Es director musical de la editorial JAP. En 1975 Vladimir Visotski lo invitó como arreglista de su primer álbum grabado en Francia. Junto con su esposa crearon el coro Kazanski y cooperó en diferentes proyectos musicales y teatrales con Marina Vladi y en los últimos años con el gran actor búlgaro, Stoyan Alexiev. La editorial universitaria y el departamento francés de Reader's Digest editaron su ciclo de versos Cartas de París de su homónimo álbum de canciones de autor.

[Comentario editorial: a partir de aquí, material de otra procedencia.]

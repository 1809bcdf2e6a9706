//! # Catalog Crate
//!
//! Static schemas for the career recommendation engine.
//!
//! ## Main Components
//!
//! - **types**: `SubjectCatalog` (known-subject vocabulary), `ModelSchema`
//!   (the classifier's declared columns and classes), interest-question
//!   constants
//! - **parser**: Load subject catalog files
//! - **error**: Error types for catalog loading
//!
//! ## Example Usage
//!
//! ```ignore
//! use catalog::{SubjectCatalog, interest_column};
//!
//! // Built-in vocabulary
//! let catalog = SubjectCatalog::default();
//! assert!(catalog.contains("Mathematics"));
//!
//! // Or load a deployment-specific catalog file
//! let catalog = catalog::load_subject_catalog(Path::new("data/subjects.txt"))?;
//!
//! println!("{} subjects, first interest column: {}", catalog.len(), interest_column(1));
//! ```

// Public modules
pub mod error;
pub mod parser;
pub mod types;

// Re-export commonly used types for convenience
pub use error::{CatalogError, Result};
pub use parser::load_subject_catalog;
pub use types::{
    // Type aliases
    QuestionId,
    // Core types
    SubjectCatalog,
    ModelSchema,
    // Constants and helpers
    DEFAULT_SUBJECTS,
    INTEREST_QUESTIONS,
    INTEREST_QUESTION_COUNT,
    interest_column,
    interest_question,
};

Siempre hay un descontento de lo que hemos logrado y de lo que hacemos y da igual si a los demás les gusta o no. Vemos todos los puntos débiles de lo que hemos hecho y que la gente no logra ver. De allí viene el deseo de lograr algo más perfecto, pero no por esto me quedé en el extranjero. Estuve en Bélgica con una orquesta búlgara y mi situación era muy delicada porque en Radio Sofía las puertas estaban cerradas para mí y no tenía la oportunidad de ningunas manifestaciones artísticas. Si hubiera regresado a Bulgaria hubiera tenido que graduarme en la espacialidad de relaciones económicas internacionales, algo que era poco interesante para mí. Me radiqué en París y podía hacer lo que me daba la gana.

No soy de una familia artística. Mi abuela paterna era una cantante de la aldea de Kazanka, desde donde viene nuestro apellido. Si no tuviera tantos obstáculos en Bulgaria no me quedaría en Francia. Estoy infinitamente agradecido a las personas que pusieron trabas ante mi desarrollo en Bulgaria porque si no hubiera sucedido así no hubiera visto las maravillas que vi. No siento nostalgia. Lo que siento es un profundo agradecimiento.

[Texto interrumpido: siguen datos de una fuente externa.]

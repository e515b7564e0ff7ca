/*
This code is part of the Stormwater Tools library.
Created: 18/10/2026
Last Modified: 18/10/2026
License: MIT
*/

use std::io::{self, ErrorKind};
use stormwater_vector::ShapeType;
use thiserror::Error;

#[derive(Debug, Error)]
pub enum NodeResolutionError {
    #[error("The pit layer contains no located features.")]
    EmptyPitLayer,

    #[error("The {layer} layer does not have a field named '{field}'.")]
    MissingField { layer: String, field: String },

    #[error("Pit {fid} does not have an asset ID.")]
    MissingAssetId { fid: usize },

    #[error("Pit {fid} has an asset ID of {length} bytes; the node fields hold at most 254.")]
    AssetIdTooLong { fid: usize, length: usize },

    #[error("Pit {fid} does not have a numeric elevation.")]
    InvalidElevation { fid: usize },

    #[error("The node field name '{field}' must be 1 to 10 bytes long.")]
    InvalidFieldName { field: String },

    #[error("Pipe {fid} does not have a geometry.")]
    NullPipeGeometry { fid: usize },

    #[error("Pipe {fid} has zero length.")]
    ZeroLengthPipe { fid: usize },

    #[error("The {layer} layer must be of {expected} base shape type, found {found}.")]
    WrongShapeType {
        layer: String,
        expected: ShapeType,
        found: ShapeType,
    },

    #[error(transparent)]
    Io(#[from] io::Error),
}

impl From<NodeResolutionError> for io::Error {
    fn from(err: NodeResolutionError) -> io::Error {
        let kind = match &err {
            NodeResolutionError::Io(e) => e.kind(),
            NodeResolutionError::EmptyPitLayer
            | NodeResolutionError::MissingField { .. }
            | NodeResolutionError::InvalidFieldName { .. }
            | NodeResolutionError::WrongShapeType { .. } => ErrorKind::InvalidInput,
            _ => ErrorKind::InvalidData,
        };
        match err {
            NodeResolutionError::Io(e) => e,
            other => io::Error::new(kind, other.to_string()),
        }
    }
}

#[cfg(test)]
mod test {
    use super::NodeResolutionError;
    use std::io::{Error, ErrorKind};

    #[test]
    fn test_io_error_kinds() {
        let e: Error = NodeResolutionError::EmptyPitLayer.into();
        assert_eq!(e.kind(), ErrorKind::InvalidInput);
        let e: Error = NodeResolutionError::ZeroLengthPipe { fid: 4 }.into();
        assert_eq!(e.kind(), ErrorKind::InvalidData);
        assert_eq!(e.to_string(), "Pipe 4 has zero length.");
        let e: Error = NodeResolutionError::InvalidFieldName {
            field: "UPSTREAM_NODE".to_string(),
        }
        .into();
        assert_eq!(e.kind(), ErrorKind::InvalidInput);
        let e: Error = NodeResolutionError::Io(Error::new(ErrorKind::NotFound, "gone")).into();
        assert_eq!(e.kind(), ErrorKind::NotFound);
    }
}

Mi ciudad es París. Uno entra en la piel de esta urbe y la urbe entra en la suya. Más de 40 años vivo en Montmartre. Nadie pertenece a este barrio. Hay un montón de religiones y no importan las cosas que uno ha estudiado o no. En un momento trabajé con unos 200 músicos. Nadie pregunta qué formación tienes, lo que importa es cómo toca uno. La vida no es fácil porque hay gran competencia. Hago cosas interesantes que ni he estudiado, no he conocido, ni he soñado con hacer.

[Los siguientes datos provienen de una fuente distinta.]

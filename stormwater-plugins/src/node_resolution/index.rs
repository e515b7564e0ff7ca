/*
This code is part of the Stormwater Tools library.
Created: 18/10/2026
Last Modified: 18/10/2026
License: MIT
*/

use super::pits::PitTable;
use rstar::primitives::GeomWithData;
use rstar::RTree;
use stormwater_common::structures::Point2D;

/// Nearest-pit lookup. Implementors return the position of the closest pit in
/// the `PitTable` they were built from, along with its planar distance.
pub trait NearestNeighborIndex {
    fn nearest(&self, point: &Point2D) -> Option<(usize, f64)>;
}

type PitLocation = GeomWithData<[f64; 2], usize>;

/// An R-tree over pit locations.
pub struct PitIndex {
    tree: RTree<PitLocation>,
}

impl PitIndex {
    pub fn new(table: &PitTable) -> PitIndex {
        let locations = table
            .iter()
            .enumerate()
            .map(|(i, pit)| PitLocation::new(pit.point.to_array(), i))
            .collect();
        PitIndex {
            tree: RTree::bulk_load(locations),
        }
    }

    pub fn size(&self) -> usize {
        self.tree.size()
    }
}

impl NearestNeighborIndex for PitIndex {
    /// Equidistant pits resolve to the one that comes first in the table,
    /// which is the lowest feature ID.
    fn nearest(&self, point: &Point2D) -> Option<(usize, f64)> {
        let mut best: Option<(usize, f64)> = None;
        for loc in self.tree.nearest_neighbor_iter(&point.to_array()) {
            let [x, y] = *loc.geom();
            let dist_sq = Point2D::new(x, y).distance_squared(point);
            match best {
                None => best = Some((loc.data, dist_sq)),
                Some((i, d)) => {
                    if dist_sq > d {
                        break;
                    }
                    if loc.data < i {
                        best = Some((loc.data, d));
                    }
                }
            }
        }
        best.map(|(i, d)| (i, d.sqrt()))
    }
}
/*
This code is part of the Stormwater Tools library.
Created: 18/10/2026
Last Modified: 18/10/2026
License: MIT
*/

use stormwater_vector::{AttributeField, EditSession, FieldDataType, MAX_TEXT_FIELD_LENGTH};
use std::io::Error;

const MIN_NODE_FIELD_WIDTH: usize = 10;

/// Width of a character field able to hold every asset ID.
pub fn node_field_width(longest_asset_id: usize) -> u8 {
    longest_asset_id.clamp(MIN_NODE_FIELD_WIDTH, MAX_TEXT_FIELD_LENGTH) as u8
}

/// Makes sure a character field named `name` exists in the session's schema
/// and is at least `width` bytes wide, returning its index. Existing fields
/// and their values are kept.
pub fn ensure_text_field(session: &mut EditSession, name: &str, width: u8) -> Result<usize, Error> {
    match session.field_index(name) {
        Some(index) => {
            session.widen_field(index, width)?;
            Ok(index)
        }
        None => session.add_attribute(&AttributeField::new(name, FieldDataType::Text, width, 0)),
    }
}

/// Ensures the upstream and downstream node fields, in that order.
pub fn ensure_node_fields(
    session: &mut EditSession,
    upstream: &str,
    downstream: &str,
    width: u8,
) -> Result<(usize, usize), Error> {
    let us = ensure_text_field(session, upstream, width)?;
    let ds = ensure_text_field(session, downstream, width)?;
    Ok((us, ds))
}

Visotski me oyó por primera vez cuando acompañaba al grupo gitano, Dimitrievich. Son mundialmente conocidos, pero en Bulgaria no son famosos. Entonces Visotski me invitó que tomara parte en la grabación de un vinilo. Después decidió que yo participara en todo lo que realizaba en Francia y nuestro trabajo conjunto duró cinco años, hasta finales de su vida. ¿Todos se preguntaban por qué me había escogido a mí y no a un ruso? Visotski escapaba de los arreglos profesionales, porque no le gustaban. En un abrir y cerrar de ojos decidía si cantaría bajo el acompañamiento de una guitarra o con una orquesta. Los dos éramos novatos en la profesión y corríamos todo tipo de riesgos. Nunca he tenido objetivos concretos. Las cosas vienen de sí. Lo más valioso para mí es que ir aprendiendo cosas nuevas en la música. Me gusta que las cosas sucedan de modo espontáneo. Que haya surrealismo, sátira y vida. Sudor y nicotina. Si esto el arte se parecería a leche sin nata. Lo que importa es la libertad. La libertad de poder cometer errores.